# [Input records]

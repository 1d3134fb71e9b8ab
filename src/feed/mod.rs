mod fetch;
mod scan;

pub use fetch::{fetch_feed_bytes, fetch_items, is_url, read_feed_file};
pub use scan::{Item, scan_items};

# [Assigned task]
Give back all of the entries above, unchanged in every word.

# [Task result]
repository 1d3134fb71e9b8ab
filename src/feed/mod.rs
mod fetch;
mod scan;

pub use fetch::{fetch_feed_bytes, fetch_items, is_url, read_feed_file};
pub use scan::{Item, scan_items};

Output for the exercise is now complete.